Barth rejects this (negative) view, stressing instead that children are bearers of God’s gracious promise to make them – and indeed all humanity – his covenant partners in Jesus Christ.
Barth also presents three interrelated thoughts about children:
1. Children are needy beginners. They are ‘inept, inexperienced, unskilled, and immature’, but as such they may humbly acknowledge their need and assume a ‘sheer readiness to learn’. Barth, like Calvin, makes a lot of the correlation between children and the life of filial reality before God:
In invocation of God the Father everything depends on whether or not it is done in sheer need (not self-won competence), in sheer readiness to learn (not schooled erudition), and in sheer helplessness (not the application of a technique of self-help). This can be the work only of very weak and very little and very poor children, of those who in their littleness, weakness, and poverty can only get up and run with empty hands to their Father, appealing to him. Nor should we forget to add that it can only be the work only of naughty children of God who have wilfully run away again from their Father’s house, found themselves among swine in the far country, turned their thoughts back home, and then – if they could – returned to their Father … Christians who regard themselves as big and strong and rich and even dear and good children of God, Christian who refuse to sit with their Master at the table of publicans and sinners, are not Christians at all, have still to become so, and need not be surprised if heaven is gray above them and their calling upon God sounds hollow and finds no hearing. The glory, splendour, truth, and power of divine sonship, and of the freedom to invoke God as Father, and therefore the use of this freedom – the Christian ethos in big and little things alike – depends at every time and in every situation on whether or not Christians come before God as beginners, as people who cannot make anything very imposing out of their faith in Jesus Christ, who even with this faith of theirs – and how else could it be if it is faith in Jesus Christ? – venture to draw near to his presence only with the prayer: “Help my unbelief” (Mk. 9:24). Mark well that this has nothing to do with Christian defeatism. It describes Christians on their best side and not their worst, in their strength and not their weakness (2 Cor. 12:10).

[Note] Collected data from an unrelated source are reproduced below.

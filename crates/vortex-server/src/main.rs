//! VortexDB gateway binary.

use anyhow::Context;

use vortex_infrastructure::config::ConfigLoader;
use vortex_infrastructure::logging;
use vortex_server::{build_router, state};

#[tokio::main]
async fn main() -> anyhow::Result<()> {
    let config = ConfigLoader::new()
        .load()
        .context("configuration loading failed")?;
    logging::init(&config.logging);

    let bind = format!("{}:{}", config.server.host, config.server.port);
    let state = state::bootstrap(config)
        .await
        .context("application bootstrap failed")?;

    let app = build_router(state);

    let listener = tokio::net::TcpListener::bind(&bind)
        .await
        .with_context(|| format!("bind {bind}"))?;
    tracing::info!(addr = %bind, "vortex gateway listening");

    axum::serve(listener, app).await.context("server error")?;
    Ok(())
}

That children are ‘beginners’ does not mean that they should be kept in dependence upon their elders. Rather, it implies that they may mature before the covenant God with a spirit of courage and cheerfulness.
2. Being a child is characteristically to be at play. Here Barth draws upon Mozart, whose playing reflects the sheer absence of self-preoccupation. Mozart is not focused on personal confession (as is Beethoven); nor is he about ‘business’ or communicating doctrine (as Barth reads Bach as doing). Mozart just ‘sounds and sings’ with an objectivity that includes ‘an intuitive, childlike awareness of the essence or center – as also the beginning and end – of all things. It is from this center, from this beginning and end, that I hear Mozart create his music’.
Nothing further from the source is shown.